“Ensinar literatura – isso ainda faz sentido?”, por Eloésio Paulo

Em seu livro mais recente, Paulo Franchetti, professor aposentado da UNICAMP, presta considerável serviço ao ensino de literatura. Um pessimista poderia dizer que a contribuição é tardia, pois o recente desmonte das dimensões não automatizáveis da educação sinaliza um provável abandono da leitura de obras literárias na escola básica e até nas universidades, onde ela já vem sobrevivendo como uma espécie de jogo de salão acadêmico. O otimista, porém, pode responder que a leitura de poemas e de boa ficção terá sempre seu espaço garantido na escola, caso o Brasil ainda tenha qualquer futuro que não o de exportador de recursos naturais (até que eles se esgotem e descubramos que não tínhamos o recurso mais importante: um povo).

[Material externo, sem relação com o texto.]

//! Logging configuration from TOML (`[logging]` section)

use serde::{Deserialize, Serialize};
use std::path::PathBuf;

/// Raw logging configuration from TOML
#[derive(Debug, Clone, Default, Serialize, Deserialize)]
#[serde(default)]
pub struct FileLoggingConfig {
    /// Directory for JSONL trial transcripts (disabled when unset)
    pub transcript_dir: Option<PathBuf>,
    /// Directory for daily-rolling diagnostic logs (disabled when unset)
    pub log_dir: Option<PathBuf>,
}
//! Logging infrastructure for trial transcripts.
//!
//! Provides [`JsonlConversationLogger`], a JSONL file writer that implements
//! the [`ConversationLogger`](jury_application::ConversationLogger) port.

mod jsonl_logger;

pub use jsonl_logger::JsonlConversationLogger;
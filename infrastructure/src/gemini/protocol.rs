//! Wire types for the Gemini `generateContent` endpoint

use serde::{Deserialize, Serialize};

#[derive(Debug, Serialize)]
#[serde(rename_all = "camelCase")]
pub(super) struct GenerateRequest<'a> {
    pub contents: Vec<Content<'a>>,
    #[serde(skip_serializing_if = "Option::is_none")]
    pub system_instruction: Option<SystemInstruction<'a>>,
}

#[derive(Debug, Serialize)]
pub(super) struct Content<'a> {
    pub role: &'static str,
    pub parts: Vec<Part<'a>>,
}

#[derive(Debug, Serialize)]
pub(super) struct SystemInstruction<'a> {
    pub parts: Vec<Part<'a>>,
}

#[derive(Debug, Serialize)]
pub(super) struct Part<'a> {
    pub text: &'a str,
}

impl<'a> GenerateRequest<'a> {
    pub fn new(system_instruction: &'a str, prompt: &'a str) -> Self {
        let system_instruction = (!system_instruction.trim().is_empty()).then(|| {
            SystemInstruction {
                parts: vec![Part {
                    text: system_instruction,
                }],
            }
        });
        Self {
            contents: vec![Content {
                role: "user",
                parts: vec![Part { text: prompt }],
            }],
            system_instruction,
        }
    }
}

#[derive(Debug, Default, Deserialize)]
#[serde(rename_all = "camelCase")]
pub(super) struct GenerateResponse {
    #[serde(default)]
    pub candidates: Vec<Candidate>,
    pub prompt_feedback: Option<PromptFeedback>,
}

#[derive(Debug, Deserialize)]
pub(super) struct Candidate {
    pub content: Option<CandidateContent>,
}

#[derive(Debug, Deserialize)]
pub(super) struct CandidateContent {
    #[serde(default)]
    pub parts: Vec<ResponsePart>,
}

#[derive(Debug, Deserialize)]
pub(super) struct ResponsePart {
    #[serde(default)]
    pub text: Option<String>,
}

#[derive(Debug, Deserialize)]
#[serde(rename_all = "camelCase")]
pub(super) struct PromptFeedback {
    pub block_reason: Option<String>,
}

impl GenerateResponse {
    /// Text of the first candidate, parts concatenated
    pub fn text(&self) -> Option<String> {
        let parts = &self.candidates.first()?.content.as_ref()?.parts;
        let text: String = parts.iter().filter_map(|p| p.text.as_deref()).collect();
        (!text.is_empty()).then_some(text)
    }

    pub fn block_reason(&self) -> Option<&str> {
        self.prompt_feedback.as_ref()?.block_reason.as_deref()
    }
}

#[derive(Debug, Deserialize)]
pub(super) struct ErrorEnvelope {
    pub error: ErrorBody,
}

#[derive(Debug, Deserialize)]
pub(super) struct ErrorBody {
    #[serde(default)]
    pub message: String,
}
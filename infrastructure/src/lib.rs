//! Infrastructure layer for the-jury
//!
//! This crate contains adapters that implement the ports defined
//! in the application layer, including configuration file loading.

pub mod config;
pub mod gemini;
pub mod logging;
pub mod storage;

// Re-export commonly used types
pub use config::{
    ConfigLoader, ConfigValidationError, FileConfig, FileLoggingConfig, FileModelConfig,
    FileOutputConfig, FilePersonaConfig, FileRetryConfig, FileStorageConfig, FileTrialConfig,
};
pub use gemini::{GeminiConfig, GeminiGateway};
pub use logging::JsonlConversationLogger;
pub use storage::{InMemoryTrialRepository, SqliteTrialRepository};
//! Presentation layer for the-jury
//!
//! This crate contains CLI definitions, output formatters,
//! and live progress reporters.

pub mod cli;
pub mod output;
pub mod progress;

// Re-export commonly used types
pub use cli::commands::{Cli, OutputFormat};
pub use output::console::ConsoleFormatter;
pub use progress::reporter::{
    NoProgress, ProgressReporter, SimpleProgress, SummonProgress, TrialProgress, follow_summons,
    follow_trial,
};
pub use progress::tracker::{SnapshotTracker, loading_summary, thinking_summary};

A literatura, mais do que as outras artes – por ser a que menos depende de insumos e equipamentos –, influi poderosamente na permanência dos indivíduos humanos como tais, numa época em que a vertiginosa aceleração produtiva tende a tornar crescentemente obsoleta a pessoa que pensa e sente por conta própria. Afinal, o objetivo das sociedades contemporâneas vem-se reduzindo ao correr atrás da inalcançável eficácia multiplicativa do dinheiro imaterial, aliás, inexistente em grande proporção – a metástase do rentismo, que por definição supera qualquer produtividade agronegocial ou industrial.

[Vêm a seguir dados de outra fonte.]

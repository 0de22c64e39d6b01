//! Transcript rendering for moderator prompts

use super::entities::{InteractionType, TrialInteraction, MODERATOR_SPEAKER, SYSTEM_SPEAKER};
use crate::persona::entities::Persona;
use crate::persona::resolve::persona_name;

/// Human-readable label for a speaker id.
pub fn speaker_label<'a>(speaker: &'a str, personas: &'a [Persona]) -> &'a str {
    match speaker {
        MODERATOR_SPEAKER => "Moderator",
        SYSTEM_SPEAKER => "System",
        id => persona_name(id, personas),
    }
}

fn type_label(interaction_type: InteractionType) -> &'static str {
    match interaction_type {
        InteractionType::InitialQuestion => "Question",
        InteractionType::InitialResponse => "Answer",
        InteractionType::FollowUpQuestion => "Follow-up",
        InteractionType::FollowUpResponse => "Follow-up answer",
        InteractionType::Verdict => "Verdict",
    }
}

/// Render interactions as a plain-text transcript, one block per entry.
///
/// ```text
/// [Round 2] Moderator (Follow-up -> The VC): Why?
/// ```
pub fn format_transcript(interactions: &[TrialInteraction], personas: &[Persona]) -> String {
    let mut out = String::new();
    for interaction in interactions {
        let speaker = speaker_label(&interaction.speaker, personas);
        let kind = type_label(interaction.interaction_type);
        let header = match &interaction.target_persona {
            Some(target) => format!(
                "[Round {}] {} ({} -> {})",
                interaction.round_number,
                speaker,
                kind,
                persona_name(target, personas)
            ),
            None => format!("[Round {}] {} ({})", interaction.round_number, speaker, kind),
        };
        out.push_str(&header);
        out.push_str(": ");
        out.push_str(interaction.content.trim());
        out.push_str("\n\n");
    }
    out.trim_end().to_string()
}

Sobre o ensino de literatura, que acaba de sair pela Editora da UNESP, não é uma exposição metódica, mas uma recolha de textos preparados para diversas ocasiões, incluindo uma entrevista em que o acadêmico trata, de passagem, de assuntos nem tão afetos ao tema. Não esperando do livro o que ele não se propõe ser, podemos aproveitar muito da experiência de Franchetti como docente do ensino médio e, na maior parte de sua vida profissional, de uma das grandes universidades brasileiras.

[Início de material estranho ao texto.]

#[async_trait]
impl TrialRepository for SqliteTrialRepository {
    async fn save_trial(&self, trial: &Trial) -> Result<(), RepositoryError> {
        let personas = serde_json::to_string(&trial.personas)
            .map_err(|e| RepositoryError::Serialization(e.to_string()))?;

        // Upsert rather than REPLACE, which would cascade-delete interactions
        sqlx::query(
            r#"
            INSERT INTO trials (id, original_question, personas, status, verdict, created_at, completed_at)
            VALUES (?, ?, ?, ?, ?, ?, ?)
            ON CONFLICT(id) DO UPDATE SET
                original_question = excluded.original_question,
                personas = excluded.personas,
                status = excluded.status,
                verdict = excluded.verdict,
                completed_at = excluded.completed_at
            "#,
        )
        .bind(&trial.id)
        .bind(&trial.original_question)
        .bind(personas)
        .bind(trial.status.as_str())
        .bind(&trial.verdict)
        .bind(encode_time(&trial.created_at))
        .bind(trial.completed_at.as_ref().map(encode_time))
        .execute(&self.pool)
        .await
        .map_err(storage_err)?;

        debug!("Saved trial {} ({})", trial.id, trial.status);
        Ok(())
    }

    async fn load_trials(&self) -> Result<Vec<Trial>, RepositoryError> {
        let rows: Vec<TrialRow> = sqlx::query_as(
            r#"
            SELECT id, original_question, personas, status, verdict, created_at, completed_at
            FROM trials
            ORDER BY created_at DESC
            "#,
        )
        .fetch_all(&self.pool)
        .await
        .map_err(storage_err)?;

        let mut trials = Vec::with_capacity(rows.len());
        for row in rows {
            trials.push(self.hydrate(row).await?);
        }
        Ok(trials)
    }

    async fn get_trial(&self, id: &str) -> Result<Option<Trial>, RepositoryError> {
        let row: Option<TrialRow> = sqlx::query_as(
            r#"
            SELECT id, original_question, personas, status, verdict, created_at, completed_at
            FROM trials
            WHERE id = ?
            "#,
        )
        .bind(id)
        .fetch_optional(&self.pool)
        .await
        .map_err(storage_err)?;

        match row {
            Some(row) => Ok(Some(self.hydrate(row).await?)),
            None => Ok(None),
        }
    }

    async fn save_interaction(
        &self,
        interaction: &TrialInteraction,
    ) -> Result<(), RepositoryError> {
        let exists: Option<(String,)> = sqlx::query_as("SELECT id FROM trials WHERE id = ?")
            .bind(&interaction.trial_id)
            .fetch_optional(&self.pool)
            .await
            .map_err(storage_err)?;
        if exists.is_none() {
            return Err(RepositoryError::NotFound(interaction.trial_id.clone()));
        }

        sqlx::query(
            r#"
            INSERT INTO trial_interactions
                (id, trial_id, interaction_type, speaker, content, target_persona, timestamp, round_number)
            VALUES (?, ?, ?, ?, ?, ?, ?, ?)
            "#,
        )
        .bind(&interaction.id)
        .bind(&interaction.trial_id)
        .bind(interaction.interaction_type.as_str())
        .bind(&interaction.speaker)
        .bind(&interaction.content)
        .bind(&interaction.target_persona)
        .bind(encode_time(&interaction.timestamp))
        .bind(i64::from(interaction.round_number))
        .execute(&self.pool)
        .await
        .map_err(storage_err)?;

        Ok(())
    }

    async fn load_interactions(
        &self,
        trial_id: &str,
    ) -> Result<Vec<TrialInteraction>, RepositoryError> {
        self.interactions_for(trial_id).await
    }

    async fn update_status(
        &self,
        trial_id: &str,
        status: TrialStatus,
    ) -> Result<(), RepositoryError> {
        let result = sqlx::query("UPDATE trials SET status = ? WHERE id = ?")
            .bind(status.as_str())
            .bind(trial_id)
            .execute(&self.pool)
            .await
            .map_err(storage_err)?;
        Self::expect_row(result.rows_affected(), trial_id)
    }

    async fn update_verdict(
        &self,
        trial_id: &str,
        verdict: &str,
        completed_at: DateTime<Utc>,
    ) -> Result<(), RepositoryError> {
        let result = sqlx::query(
            "UPDATE trials SET verdict = ?, status = ?, completed_at = ? WHERE id = ?",
        )
        .bind(verdict)
        .bind(TrialStatus::Completed.as_str())
        .bind(encode_time(&completed_at))
        .bind(trial_id)
        .execute(&self.pool)
        .await
        .map_err(storage_err)?;
        Self::expect_row(result.rows_affected(), trial_id)
    }

    async fn mark_failed(
        &self,
        trial_id: &str,
        completed_at: DateTime<Utc>,
    ) -> Result<(), RepositoryError> {
        let result = sqlx::query("UPDATE trials SET status = ?, completed_at = ? WHERE id = ?")
            .bind(TrialStatus::Failed.as_str())
            .bind(encode_time(&completed_at))
            .bind(trial_id)
            .execute(&self.pool)
            .await
            .map_err(storage_err)?;
        Self::expect_row(result.rows_affected(), trial_id)
    }
}

// ==================== Row Mapping ====================

#[derive(sqlx::FromRow)]
struct TrialRow {
    id: String,
    original_question: String,
    personas: String,
    status: String,
    verdict: Option<String>,
    created_at: String,
    completed_at: Option<String>,
}

impl TryFrom<TrialRow> for Trial {
    type Error = RepositoryError;

    fn try_from(row: TrialRow) -> Result<Self, Self::Error> {
        let personas: Vec<Persona> = serde_json::from_str(&row.personas)
            .map_err(|e| RepositoryError::Serialization(e.to_string()))?;
        Ok(Trial {
            id: row.id,
            original_question: row.original_question,
            personas,
            interactions: Vec::new(),
            status: TrialStatus::from_str(&row.status).map_err(serialization_err)?,
            verdict: row.verdict,
            created_at: decode_time(&row.created_at)?,
            completed_at: row.completed_at.as_deref().map(decode_time).transpose()?,
        })
    }
}

#[derive(sqlx::FromRow)]
struct InteractionRow {
    id: String,
    trial_id: String,
    interaction_type: String,
    speaker: String,
    content: String,
    target_persona: Option<String>,
    timestamp: String,
    round_number: i64,
}

impl TryFrom<InteractionRow> for TrialInteraction {
    type Error = RepositoryError;

    fn try_from(row: InteractionRow) -> Result<Self, Self::Error> {
        Ok(TrialInteraction {
            id: row.id,
            trial_id: row.trial_id,
            interaction_type: InteractionType::from_str(&row.interaction_type)
                .map_err(serialization_err)?,
            speaker: row.speaker,
            content: row.content,
            target_persona: row.target_persona,
            timestamp: decode_time(&row.timestamp)?,
            round_number: u32::try_from(row.round_number)
                .map_err(|e| RepositoryError::Serialization(e.to_string()))?,
        })
    }
}

/// Fixed-width UTC timestamps so text ordering matches time ordering
fn encode_time(at: &DateTime<Utc>) -> String {
    at.to_rfc3339_opts(SecondsFormat::Nanos, true)
}

fn decode_time(raw: &str) -> Result<DateTime<Utc>, RepositoryError> {
    DateTime::parse_from_rfc3339(raw)
        .map(|dt| dt.with_timezone(&Utc))
        .map_err(|e| RepositoryError::Serialization(format!("bad timestamp {raw:?}: {e}")))
}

O depoimento do ex-professor secundário é menos significativo. Ele valoriza uma dimensão essencial do magistério, que é a leitura de textos em sala de aula, mas parece não considerar que as crianças e os jovens de hoje talvez sejam menos receptivos a essa estratégia que os de 40 anos atrás. Também não enfatiza a preocupação de imaginar usos mais construtivos da tecnologia, num contexto em que o celular praticamente monopoliza a atenção de boa parcela dos estudantes desde a primeira infância. Nesses aspectos, o depoente deixa um pouco a desejar, assim como ao não considerar que as crianças já costumam chegar ao ensino médio bem “estragadas” no que tange à capacidade de perceber o encanto estético e intelectual das palavras.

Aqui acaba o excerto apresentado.